工房にお邪魔して実際に作っている現場を見て、感動しました。初めてみる「職人さん」。 次のフルートは永く付き合える楽器にしたいと思っていました。銀製の音色がとにかく好きだったのですが、その頃は金製の華やかさにも憧れていて、でも金製を吹く気にはなれず(自信もなかったのですが…)、そんな事を考えていたところ幸一郎さんから「金が10%配合された新しい合金があるよ」聞き、「これだ!自分のニーズにマッチしている!」と感じAU-10製で制作をお願いしました。 「AU-10が完成した」と連絡があり、工房へ再度訪問しました。完成までどのくらい待ったかは憶えていませんが、すぐではなかったと思います。ただ、工房でどのように仕事をされているのか見ていましたので、待つのは当然くらいに思っていました。 私のAU-10を吹いてみると、今までの楽器と吹き方が違うようで違和感がありましたが、「これからAU-10を育てていく喜び」の方が強く戸惑いはすぐに消えました。

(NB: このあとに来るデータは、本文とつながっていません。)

//! Time-to-live cache over moka, with expiry judged by an injected clock.
//!
//! Entries are replaced wholesale on the first read after their TTL elapses.
//! A failed refresh leaves the previous entry in place and is returned to the
//! caller; there is no negative caching and no stale fallback.

use crate::catalog::scan::Catalog;
use crate::clock::Clock;
use crate::config::CacheConfig;
use crate::decoder::{CollectionRecord, ItemTypeRecord};
use crate::types::Pubkey;
use anyhow::Result;
use chrono::{DateTime, Utc};
use moka::future::Cache;
use std::fmt::Debug;
use std::future::Future;
use std::hash::Hash;
use std::sync::Arc;
use std::time::Duration;
use tracing::debug;

/// A cached value and the moment it was computed.
#[derive(Debug)]
pub struct CacheEntry<V> {
    pub value: Arc<V>,
    pub captured_at: DateTime<Utc>,
}

impl<V> Clone for CacheEntry<V> {
    fn clone(&self) -> Self {
        Self {
            value: Arc::clone(&self.value),
            captured_at: self.captured_at,
        }
    }
}

pub struct TtlCache<K, V> {
    name: &'static str,
    entries: Cache<K, CacheEntry<V>>,
    ttl: chrono::Duration,
    clock: Arc<dyn Clock>,
}

impl<K, V> TtlCache<K, V>
where
    K: Hash + Eq + Clone + Debug + Send + Sync + 'static,
    V: Send + Sync + 'static,
{
    pub fn new(name: &'static str, ttl: Duration, clock: Arc<dyn Clock>) -> Self {
        Self {
            name,
            entries: Cache::builder().name(name).build(),
            ttl: chrono::Duration::from_std(ttl).unwrap_or(chrono::Duration::MAX),
            clock,
        }
    }

    pub fn ttl(&self) -> chrono::Duration {
        self.ttl
    }

    fn is_fresh(&self, entry: &CacheEntry<V>) -> bool {
        self.clock.now() - entry.captured_at < self.ttl
    }

    /// Raw entry, fresh or not.
    pub async fn entry(&self, key: &K) -> Option<CacheEntry<V>> {
        self.entries.get(key).await
    }

    /// Value for `key` if it is still within its TTL.
    pub async fn get(&self, key: &K) -> Option<Arc<V>> {
        self.entries
            .get(key)
            .await
            .filter(|entry| self.is_fresh(entry))
            .map(|entry| entry.value)
    }

    /// Returns the cached value, or runs `refresh` and stores its result.
    pub async fn get_or_refresh<F, Fut>(&self, key: K, refresh: F) -> Result<Arc<V>>
    where
        F: FnOnce() -> Fut,
        Fut: Future<Output = Result<V>>,
    {
        if let Some(value) = self.get(&key).await {
            debug!(cache = self.name, ?key, "cache hit");
            return Ok(value);
        }

        debug!(cache = self.name, ?key, "cache miss, recomputing");
        let value = Arc::new(refresh().await?);
        self.insert(key, Arc::clone(&value)).await;
        Ok(value)
    }

    pub async fn insert(&self, key: K, value: Arc<V>) {
        let entry = CacheEntry {
            value,
            captured_at: self.clock.now(),
        };
        self.entries.insert(key, entry).await;
    }

    /// Whether the entry for `key` is missing or past its TTL.
    pub async fn is_expired(&self, key: &K) -> bool {
        match self.entries.get(key).await {
            Some(entry) => !self.is_fresh(&entry),
            None => true,
        }
    }

    pub async fn invalidate(&self, key: &K) {
        self.entries.invalidate(key).await;
    }

    pub fn invalidate_all(&self) {
        self.entries.invalidate_all();
    }
}

/// The three independent cache domains.
pub struct CacheDomains {
    /// Full program scan, keyed by program id
    pub catalog: TtlCache<Pubkey, Catalog>,
    /// Off-chain JSON metadata, keyed by URI
    pub metadata: TtlCache<String, serde_json::Value>,
    /// Items of one collection, keyed by collection address
    pub collection_items: TtlCache<Pubkey, Vec<ItemTypeRecord>>,
    /// Collections administered by one wallet
    pub wallet_collections: TtlCache<Pubkey, Vec<CollectionRecord>>,
}

impl CacheDomains {
    pub fn new(config: &CacheConfig, clock: Arc<dyn Clock>) -> Self {
        let view_ttl = Duration::from_secs(config.view_ttl_seconds);
        Self {
            catalog: TtlCache::new("catalog", Duration::from_secs(config.catalog_ttl_seconds), clock.clone()),
            metadata: TtlCache::new("metadata", Duration::from_secs(config.metadata_ttl_seconds), clock.clone()),
            collection_items: TtlCache::new("collection_items", view_ttl, clock.clone()),
            wallet_collections: TtlCache::new("wallet_collections", view_ttl, clock),
        }
    }
}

どちらかというとすぐ鳴る楽器は好きではないので、「のびしろ」を感じさせるサクライにして正解でした。 幸一郎さんからは「自分の楽器なんだから、人にいじらせちゃいけないよ。サクライが作ったんだから、最後までサクライが面倒をみるから」と言われました。実際、大学を卒業後にドイツへ留学していたのですが、調整を誰に頼めば良いか桜井さんに国際電話した事があります。 AU-10にしてから、今まではフルートを「吹く」ことに精一杯だったのですが、「鳴らす。歌わせる。」感覚に変わっていきました。周りからは「音が変わったね~」と。 フルートは音楽を奏でるツール(道具)だと私は考えています。ベストな音楽を奏でるために、フルートをベストな状態に調整してもらう事はとても大切です。調整をしてもらうと、整体をしてもらったように血行、リンパの流れが良くなってコリみたいなのが取れる感があります。フルートの状態も良くなれば、心身も楽になり、良い音楽に繋がると思います。

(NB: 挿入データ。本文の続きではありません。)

//! Balance deltas derived from a confirmed transaction's pre/post lists.

use crate::types::{LedgerTxDetail, TokenBalance};
use serde::{Deserialize, Serialize};
use std::collections::BTreeMap;

#[derive(Debug, Clone, PartialEq, Eq, Serialize, Deserialize)]
pub struct BalanceChange {
    pub account: String,
    pub pre: u64,
    pub post: u64,
    pub delta: i128,
}

#[derive(Debug, Clone, PartialEq, Eq, Serialize, Deserialize)]
pub struct TokenBalanceChange {
    pub account_index: u8,
    /// Token account address, when the index resolves against the account keys
    pub account: Option<String>,
    pub mint: String,
    pub owner: Option<String>,
    pub decimals: u8,
    pub pre: u128,
    pub post: u128,
    pub delta: i128,
}

/// Derived metadata persisted on every successful ledger lookup.
#[derive(Debug, Clone, Default, PartialEq, Eq, Serialize, Deserialize)]
pub struct TransactionMetadata {
    pub balance_changes: Vec<BalanceChange>,
    pub token_balance_changes: Vec<TokenBalanceChange>,
}

impl TransactionMetadata {
    pub fn from_detail(detail: &LedgerTxDetail) -> Self {
        Self {
            balance_changes: lamport_changes(detail),
            token_balance_changes: token_changes(detail),
        }
    }

    pub fn is_empty(&self) -> bool {
        self.balance_changes.is_empty() && self.token_balance_changes.is_empty()
    }

    /// Absolute amount moved for `wallet`.
    ///
    /// Token positions owned by the wallet win over its lamport balance. With
    /// several positions the largest movement is reported.
    pub fn amount_for_wallet(&self, wallet: &str) -> Option<u128> {
        let token_amount = self
            .token_balance_changes
            .iter()
            .filter(|change| change.owner.as_deref() == Some(wallet))
            .map(|change| change.delta.unsigned_abs())
            .max();

        token_amount.or_else(|| {
            self.balance_changes
                .iter()
                .find(|change| change.account == wallet)
                .map(|change| change.delta.unsigned_abs())
        })
    }
}

/// Per-account lamport deltas. Unchanged accounts are omitted.
fn lamport_changes(detail: &LedgerTxDetail) -> Vec<BalanceChange> {
    detail
        .account_keys
        .iter()
        .zip(detail.pre_balances.iter().zip(detail.post_balances.iter()))
        .filter(|(_, (pre, post))| pre != post)
        .map(|(account, (&pre, &post))| BalanceChange {
            account: account.clone(),
            pre,
            post,
            delta: i128::from(post) - i128::from(pre),
        })
        .collect()
}

/// Token deltas matched by account index. A side missing from either list
/// counts as a zero balance.
fn token_changes(detail: &LedgerTxDetail) -> Vec<TokenBalanceChange> {
    let mut paired: BTreeMap<u8, (Option<&TokenBalance>, Option<&TokenBalance>)> = BTreeMap::new();
    for balance in &detail.pre_token_balances {
        paired.entry(balance.account_index).or_default().0 = Some(balance);
    }
    for balance in &detail.post_token_balances {
        paired.entry(balance.account_index).or_default().1 = Some(balance);
    }

    paired
        .into_iter()
        .filter_map(|(account_index, (pre, post))| {
            let reference = post.or(pre)?;
            let pre_amount = pre.map_or(0, |b| b.amount);
            let post_amount = post.map_or(0, |b| b.amount);
            if pre_amount == post_amount {
                return None;
            }
            Some(TokenBalanceChange {
                account_index,
                account: detail.account_keys.get(account_index as usize).cloned(),
                mint: reference.mint.clone(),
                owner: reference.owner.clone(),
                decimals: reference.decimals,
                pre: pre_amount,
                post: post_amount,
                delta: signed_delta(pre_amount, post_amount),
            })
        })
        .collect()
}

fn signed_delta(pre: u128, post: u128) -> i128 {
    if post >= pre {
        i128::try_from(post - pre).unwrap_or(i128::MAX)
    } else {
        i128::try_from(pre - post).map_or(i128::MIN, |d| -d)
    }
}

#[cfg(test)]
mod tests {
    use super::*;

    fn token(index: u8, owner: &str, amount: u128) -> TokenBalance {
        TokenBalance {
            account_index: index,
            mint: "MintA".to_string(),
            owner: Some(owner.to_string()),
            amount,
            decimals: 6,
        }
    }

    fn detail() -> LedgerTxDetail {
        LedgerTxDetail {
            slot: 100,
            block_time: Some(1_700_000_000),
            fee: 5000,
            err: None,
            account_keys: vec!["payer".into(), "dest".into(), "ata-payer".into(), "ata-dest".into()],
            pre_balances: vec![10_000_000, 0, 2_039_280, 2_039_280],
            post_balances: vec![8_995_000, 1_000_000, 2_039_280, 2_039_280],
            pre_token_balances: vec![token(2, "payer", 500)],
            post_token_balances: vec![token(2, "payer", 200), token(3, "dest", 300)],
        }
    }

    #[test]
    fn test_lamport_changes_skip_untouched_accounts() {
        let metadata = TransactionMetadata::from_detail(&detail());

        assert_eq!(metadata.balance_changes.len(), 2);
        assert_eq!(metadata.balance_changes[0].account, "payer");
        assert_eq!(metadata.balance_changes[0].delta, -1_005_000);
        assert_eq!(metadata.balance_changes[1].delta, 1_000_000);
    }

    #[test]
    fn test_token_changes_pair_by_index() {
        let metadata = TransactionMetadata::from_detail(&detail());

        let changes = &metadata.token_balance_changes;
        assert_eq!(changes.len(), 2);
        assert_eq!(changes[0].account_index, 2);
        assert_eq!(changes[0].delta, -300);
        assert_eq!(changes[0].account.as_deref(), Some("ata-payer"));
        // No pre entry: opened during the transaction
        assert_eq!(changes[1].pre, 0);
        assert_eq!(changes[1].delta, 300);
    }

    #[test]
    fn test_amount_for_wallet_prefers_tokens() {
        let metadata = TransactionMetadata::from_detail(&detail());

        assert_eq!(metadata.amount_for_wallet("payer"), Some(300));
        assert_eq!(metadata.amount_for_wallet("dest"), Some(300));
        assert_eq!(metadata.amount_for_wallet("nobody"), None);

        let lamports_only = TransactionMetadata {
            token_balance_changes: Vec::new(),
            ..metadata
        };
        assert_eq!(lamports_only.amount_for_wallet("payer"), Some(1_005_000));
    }

    #[test]
    fn test_empty_detail() {
        let metadata = TransactionMetadata::from_detail(&LedgerTxDetail::default());
        assert!(metadata.is_empty());
    }
}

私にとって音楽は「嬉しい時も」「哀しい時も」いつも一緒にいる感じです。これからも音楽を通じて国境を越えて音楽を愛する気持ちを共有していきたいと思っています。

 

「AU-10の申し子」

桜井秀峰

AU-10を発表した1980年代は、まさにゴールド隆盛期。金への憧れを抱きつつもあえて総銀製を選択される方が多くいました。そんな中、総銀製の音色を持ちつつ、金のスパイスを効かせたのがAU-10です。ちなみに、AUというモデル名は幸一郎が化学を専攻していた事もあり金の元素記号【Au】から付けています。 この方のAU-10が15年以上経過した頃、数年ぶりに里帰りしたAU-10は完成直後とはまるで違う成長を遂げていました。AU-10は、私たちも熟知している総銀製の経年変化(エージング)による管体の響きに金の重さからくる音の厚みが加わっていました。毎日音楽に触れる生活をされている現在、様々な表現の幅を求められていらっしゃるようです。この方にとって、AU-10だったからより「自分らしい表現」が出来たのではないかと思っております。